Asset ID: |
1-71-1382300.1 |
Update Date: | 2018-03-06 |
Keywords: | |
Solution Type
Technical Instruction Sure
Solution
1382300.1
:
ODA (Oracle Database Appliance) : How to replace FAILED SYSTEM BOOT DISK
Related Items |
- Oracle Database Appliance Software
- Linux OS
- Oracle Database Appliance X3-2
- Oracle Database Appliance
|
Related Categories |
- PLA-Support>Eng Systems>Exadata/ODA/SSC>Oracle Database Appliance>DB: ODA_EST
- _Old GCS Categories>ST>Server>Engineered Systems>Oracle Database Appliance>Hardware
|
Applies to:
Oracle Database Appliance Software - Version 2.1.0.1 and later
Oracle Database Appliance - Version All Versions and later
Linux OS - Version Oracle Linux 5.0 to Oracle Linux 5.0 [Release OL5]
Oracle Database Appliance X3-2 - Version All Versions to All Versions [Release All Releases]

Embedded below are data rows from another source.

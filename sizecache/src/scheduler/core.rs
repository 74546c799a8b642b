//! Scheduler core: submission, dispatch, cancellation and write-back.

use std::any::Any;
use std::collections::HashMap;
use std::panic::{self, AssertUnwindSafe};
use std::sync::Arc;

use parking_lot::{Mutex, RwLock};
use tokio::runtime::Handle;
use tokio::sync::oneshot;
use tokio_util::sync::CancellationToken;

use super::config::{clamp_max_concurrent, SchedulerConfig};
use super::queue::{Enqueued, PendingQueue};
use super::{ComputeRequest, SchedulerStats, SchedulerStatsSnapshot};
use crate::cache::{CacheKey, CacheStore};
use crate::host::{ComputeError, SizeComputer, SizeRequest};
use crate::item::ItemSize;
use crate::log::Logger;
use crate::{log_debug, log_info, log_warn};

type Waiter = oneshot::Sender<Option<ItemSize>>;

/// Result of [`ComputationScheduler::submit`].
#[derive(Debug, Clone, Copy, PartialEq, Eq)]
pub enum SubmitOutcome {
    /// New work was queued.
    Queued,
    /// The key was already queued; its priority changed.
    Reprioritized,
    /// The key was already queued at the same priority.
    AlreadyQueued,
    /// A computation for the key is running.
    AlreadyRunning,
    /// The key already has a size in the current generation.
    AlreadyCached,
    /// The scheduler has been shut down.
    ShutDown,
}

impl SubmitOutcome {
    /// Returns true if the submission created a new unit of work.
    pub fn is_new_work(self) -> bool {
        self == Self::Queued
    }
}

/// Result of [`ComputationScheduler::cancel`].
#[derive(Debug, Clone, Copy, PartialEq, Eq)]
pub enum CancelOutcome {
    /// The request was still queued and will never run.
    Dequeued,
    /// The request was running; its result will be discarded.
    Revoked,
    /// Nothing was queued or running for the key.
    NotTracked,
}

/// A dispatched computation and the ownership stamps it must still hold
/// when it finishes.
struct Job {
    request: ComputeRequest,
    generation: u64,
    epoch: u64,
    ticket: u64,
}

struct SchedulerState {
    queue: PendingQueue,
    /// Key -> ticket of the execution that currently owns it.
    running: HashMap<CacheKey, u64>,
    /// Executions in progress, including revoked ones still finishing.
    active: usize,
    max_concurrent: usize,
    /// Bumped by `cancel_all`; executions from an older epoch never write back.
    epoch: u64,
    next_ticket: u64,
    waiters: HashMap<CacheKey, Vec<Waiter>>,
}

struct Shared {
    state: Mutex<SchedulerState>,
    store: Arc<CacheStore>,
    computer: RwLock<Option<Arc<dyn SizeComputer>>>,
    handle: Handle,
    logger: Arc<dyn Logger>,
    stats: SchedulerStats,
    shutdown: CancellationToken,
}

/// Runs size computations on the tokio blocking pool.
///
/// Guarantees, per key:
///
/// - at most one queued request and at most one owning execution
/// - a cancelled request that has not started never runs
/// - a result is stored only if its execution still owns the key and the
///   cache generation has not changed since submission
///
/// The ceiling limits how many computations are *started*; a computation
/// that blocks only ties up its own blocking-pool thread.
///
/// Lock order is scheduler state, then cache store. The store never calls
/// back into the scheduler.
#[derive(Clone)]
pub struct ComputationScheduler {
    shared: Arc<Shared>,
}

impl ComputationScheduler {
    /// Creates a scheduler that writes into `store` and spawns on `handle`.
    pub fn new(
        config: SchedulerConfig,
        store: Arc<CacheStore>,
        handle: Handle,
        logger: Arc<dyn Logger>,
    ) -> Self {
        let max_concurrent = clamp_max_concurrent(config.max_concurrent);
        log_debug!(logger, "scheduler created (max_concurrent={})", max_concurrent);

        Self {
            shared: Arc::new(Shared {
                state: Mutex::new(SchedulerState {
                    queue: PendingQueue::new(),
                    running: HashMap::new(),
                    active: 0,
                    max_concurrent,
                    epoch: 0,
                    next_ticket: 0,
                    waiters: HashMap::new(),
                }),
                store,
                computer: RwLock::new(None),
                handle,
                logger,
                stats: SchedulerStats::default(),
                shutdown: CancellationToken::new(),
            }),
        }
    }

    /// Installs or removes the size computer. Affects computations started
    /// after the call.
    pub fn set_computer(&self, computer: Option<Arc<dyn SizeComputer>>) {
        *self.shared.computer.write() = computer;
    }

    pub fn has_computer(&self) -> bool {
        self.shared.computer.read().is_some()
    }

    /// Submits one request.
    pub fn submit(&self, request: ComputeRequest) -> SubmitOutcome {
        let (outcome, jobs) = {
            let mut state = self.shared.state.lock();
            let outcome = self.shared.enqueue(&mut state, request);
            (outcome, self.shared.take_ready(&mut state))
        };
        self.shared.spawn(jobs);
        outcome
    }

    /// Submits a batch under one lock. Returns how many created new work.
    pub fn submit_all<I>(&self, requests: I) -> usize
    where
        I: IntoIterator<Item = ComputeRequest>,
    {
        let (queued, jobs) = {
            let mut state = self.shared.state.lock();
            let queued = requests
                .into_iter()
                .map(|request| self.shared.enqueue(&mut state, request))
                .filter(|outcome| outcome.is_new_work())
                .count();
            (queued, self.shared.take_ready(&mut state))
        };
        self.shared.spawn(jobs);
        queued
    }

    /// Submits `request` and returns a receiver for its outcome.
    ///
    /// The receiver yields `Some(size)` once a size for the key is stored,
    /// or `None` if the work is cancelled, fails, or is discarded as stale.
    /// A key that is already cached resolves immediately.
    pub fn submit_and_wait(&self, request: ComputeRequest) -> oneshot::Receiver<Option<ItemSize>> {
        let (tx, rx) = oneshot::channel();
        let key = request.key.clone();

        let jobs = {
            let mut state = self.shared.state.lock();
            match self.shared.enqueue(&mut state, request) {
                SubmitOutcome::ShutDown => {
                    let _ = tx.send(None);
                    return rx;
                }
                SubmitOutcome::AlreadyCached => {
                    let _ = tx.send(self.shared.store.entry(&key).map(|entry| entry.size));
                    return rx;
                }
                _ => state.waiters.entry(key).or_default().push(tx),
            }
            self.shared.take_ready(&mut state)
        };
        self.shared.spawn(jobs);
        rx
    }

    /// Cancels the work for `key`.
    ///
    /// Queued work is removed. Running work is revoked: it finishes, but its
    /// result is dropped, and the key may be submitted again right away.
    pub fn cancel(&self, key: &CacheKey) -> CancelOutcome {
        let (outcome, waiters) = {
            let mut state = self.shared.state.lock();
            let outcome = if state.queue.remove(key).is_some() {
                CancelOutcome::Dequeued
            } else if state.running.remove(key).is_some() {
                CancelOutcome::Revoked
            } else {
                CancelOutcome::NotTracked
            };
            (outcome, state.waiters.remove(key))
        };

        if outcome != CancelOutcome::NotTracked {
            self.shared.stats.record_cancelled(1);
            log_debug!(self.shared.logger, "cancelled {} ({:?})", key, outcome);
        }
        notify(waiters, None);
        outcome
    }

    /// Cancels every key in `keys`. Returns how many were tracked.
    pub fn cancel_many<'a, I>(&self, keys: I) -> usize
    where
        I: IntoIterator<Item = &'a CacheKey>,
    {
        keys.into_iter()
            .map(|key| self.cancel(key))
            .filter(|outcome| *outcome != CancelOutcome::NotTracked)
            .count()
    }

    /// Drops all queued work and revokes everything running.
    ///
    /// Returns how many requests were cancelled.
    pub fn cancel_all(&self) -> usize {
        let (cancelled, waiters) = {
            let mut state = self.shared.state.lock();
            state.epoch += 1;
            let cancelled = state.queue.clear() + state.running.drain().count();
            (cancelled, std::mem::take(&mut state.waiters))
        };

        self.shared.stats.record_cancelled(cancelled as u64);
        if cancelled > 0 {
            log_debug!(self.shared.logger, "cancelled all work ({} requests)", cancelled);
        }
        for (_, senders) in waiters {
            notify(Some(senders), None);
        }
        cancelled
    }

    /// Computes `request` on the calling thread and stores the result.
    ///
    /// The computer sees `is_main_thread = true`. A queued request for the
    /// same key is dropped since this call supersedes it.
    ///
    /// If a background computation already owns the key, the call blocks
    /// until it finishes and returns its size instead of computing a second
    /// time. Inside a tokio runtime blocking is not allowed, so the running
    /// execution is revoked and only this call's result is stored. Either
    /// way two results for one key never both reach the store.
    pub fn compute_now(&self, request: &ComputeRequest) -> Result<ItemSize, ComputeError> {
        self.compute_inline(request, Handle::try_current().is_err())
    }

    /// Like [`compute_now`](Self::compute_now) but never waits: a running
    /// execution for the key is revoked and computed over.
    pub fn compute_now_superseding(
        &self,
        request: &ComputeRequest,
    ) -> Result<ItemSize, ComputeError> {
        self.compute_inline(request, false)
    }

    fn compute_inline(
        &self,
        request: &ComputeRequest,
        may_block: bool,
    ) -> Result<ItemSize, ComputeError> {
        let mut waited = false;

        let generation = loop {
            let (pending, generation) = {
                let mut state = self.shared.state.lock();
                state.queue.remove(&request.key);
                let pending = if state.running.contains_key(&request.key) {
                    if may_block && !waited {
                        let (tx, rx) = oneshot::channel();
                        state.waiters.entry(request.key.clone()).or_default().push(tx);
                        Some(rx)
                    } else {
                        state.running.remove(&request.key);
                        log_debug!(
                            self.shared.logger,
                            "inline computation took over running key {}",
                            request.key
                        );
                        None
                    }
                } else {
                    None
                };
                (pending, self.shared.store.generation())
            };

            match pending {
                Some(receiver) => {
                    waited = true;
                    if let Ok(Some(size)) = receiver.blocking_recv() {
                        self.shared.stats.record_deduplicated();
                        return Ok(size);
                    }
                }
                None => break generation,
            }
        };

        let result = self.shared.compute(&request.to_size_request(true));

        let (stored, waiters) = {
            let mut state = self.shared.state.lock();
            let stored = match &result {
                Ok(size) => self
                    .shared
                    .store
                    .put_if_current(request.key.clone(), *size, generation)
                    .then_some(*size),
                Err(_) => None,
            };
            // A running execution keeps its waiters unless this call answered them.
            let waiters = if stored.is_some() || !state.running.contains_key(&request.key) {
                state.waiters.remove(&request.key)
            } else {
                None
            };
            (stored, waiters)
        };

        match &result {
            Ok(_) if stored.is_none() => self.shared.stats.record_stale_discard(),
            Ok(_) => {}
            Err(error) => {
                self.shared.stats.record_failed();
                log_warn!(
                    self.shared.logger,
                    "inline size computation for {} failed: {}",
                    request.key,
                    error
                );
            }
        }
        notify(waiters, stored);
        result
    }

    /// Changes the ceiling. Raising it starts queued work immediately;
    /// lowering it lets running work drain. Returns the applied value.
    pub fn set_max_concurrency(&self, max_concurrent: usize) -> usize {
        let max_concurrent = clamp_max_concurrent(max_concurrent);
        let jobs = {
            let mut state = self.shared.state.lock();
            state.max_concurrent = max_concurrent;
            self.shared.take_ready(&mut state)
        };
        self.shared.spawn(jobs);
        max_concurrent
    }

    pub fn max_concurrency(&self) -> usize {
        self.shared.state.lock().max_concurrent
    }

    /// Stops dispatching. Queued work is dropped and pending waiters are
    /// answered with `None`; running computations finish on their own.
    pub fn shutdown(&self) {
        if self.shared.shutdown.is_cancelled() {
            return;
        }
        self.shared.shutdown.cancel();

        let (dropped, waiters) = {
            let mut state = self.shared.state.lock();
            (state.queue.clear(), std::mem::take(&mut state.waiters))
        };
        self.shared.stats.record_cancelled(dropped as u64);
        for (_, senders) in waiters {
            notify(Some(senders), None);
        }
        log_info!(
            self.shared.logger,
            "scheduler shut down ({} queued requests dropped)",
            dropped
        );
    }

    pub fn is_shut_down(&self) -> bool {
        self.shared.shutdown.is_cancelled()
    }

    /// Token cancelled by [`shutdown`](Self::shutdown).
    pub fn shutdown_token(&self) -> CancellationToken {
        self.shared.shutdown.clone()
    }

    /// Computations currently executing, including revoked ones.
    pub fn in_flight_count(&self) -> usize {
        self.shared.state.lock().active
    }

    pub fn pending_count(&self) -> usize {
        self.shared.state.lock().queue.len()
    }

    pub fn is_queued(&self, key: &CacheKey) -> bool {
        self.shared.state.lock().queue.contains(key)
    }

    pub fn is_running(&self, key: &CacheKey) -> bool {
        self.shared.state.lock().running.contains_key(key)
    }

    /// Returns true if `key` is queued or owned by a running computation.
    pub fn is_tracked(&self, key: &CacheKey) -> bool {
        let state = self.shared.state.lock();
        state.queue.contains(key) || state.running.contains_key(key)
    }

    pub fn store(&self) -> &Arc<CacheStore> {
        &self.shared.store
    }

    pub fn stats(&self) -> SchedulerStatsSnapshot {
        let (active, pending) = {
            let state = self.shared.state.lock();
            (state.active, state.queue.len())
        };
        self.shared.stats.snapshot(active, pending)
    }
}
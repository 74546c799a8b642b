//! Bounded-concurrency size computation.
//!
//! The [`ComputationScheduler`] accepts [`ComputeRequest`]s, keeps at most
//! one unit of work per [`CacheKey`](crate::cache::CacheKey), and runs the
//! highest-priority pending work on the tokio blocking pool while fewer than
//! `max_concurrent` computations are active.
//!
//! ```text
//! submit ──► PendingQueue ──pump──► spawn_blocking ──► SizeComputer
//!   │        (priority, position,                          │
//!   │         submission order)                            ▼
//!   │                                           finish: epoch + ticket +
//!   └── cached / running: no-op                 generation checked, then
//!                                               CacheStore::put_if_current
//! ```
//!
//! Cancellation never interrupts a running computation. A cancelled or
//! superseded computation simply loses ownership of its key, and its result
//! is dropped when it completes.

mod config;
mod core;
mod priority;
mod queue;
mod request;
mod stats;

pub use config::{clamp_max_concurrent, SchedulerConfig};
pub use self::core::{CancelOutcome, ComputationScheduler, SubmitOutcome};
pub use priority::{Priority, PriorityClass};
pub use request::ComputeRequest;
pub use stats::{SchedulerStats, SchedulerStatsSnapshot};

Information in this document applies to any platform.
Goal
This article provides steps to replace failed / faulty system boot disk on Oracle Database Appliance Servers.
Solution
For X5-2
How to Replace a boot drive in an Oracle Database Appliance X5-2 Server node (Doc ID 1991446.1) 
Important Note: There are two common scenarios for needing to replace a Boot Disk
For X4-2 and X3-2
NOTE: "oakcli add disk -local" feature was introduced starting in 12.1.2.3.0. for Bare Metal Installations (Only)
There is a new option to adding an OS boot drive that simplifies the whole process: 
Once disk has been replaced, and it is confirmed that lsscsi command sees the new disk, simply use the oakcli command to sync up the partitions, for example:
# oakcli add disk -local
Step 1: Identifying the new device name created for the replaced disk...
new device is /dev/sdax
old device is /dev/sdaw
Step 2: Backing up the partition table from properly running disk...
Step 3: Checking and ensure that there is no partition table on replaced disk...
Step 4: Partitioning the replaced disk i.e /dev/sdc using partition table backed up in step 2...
Checking that both disks have similar partition boundaries...
Step 5: Adding the replaced disk to the raid group...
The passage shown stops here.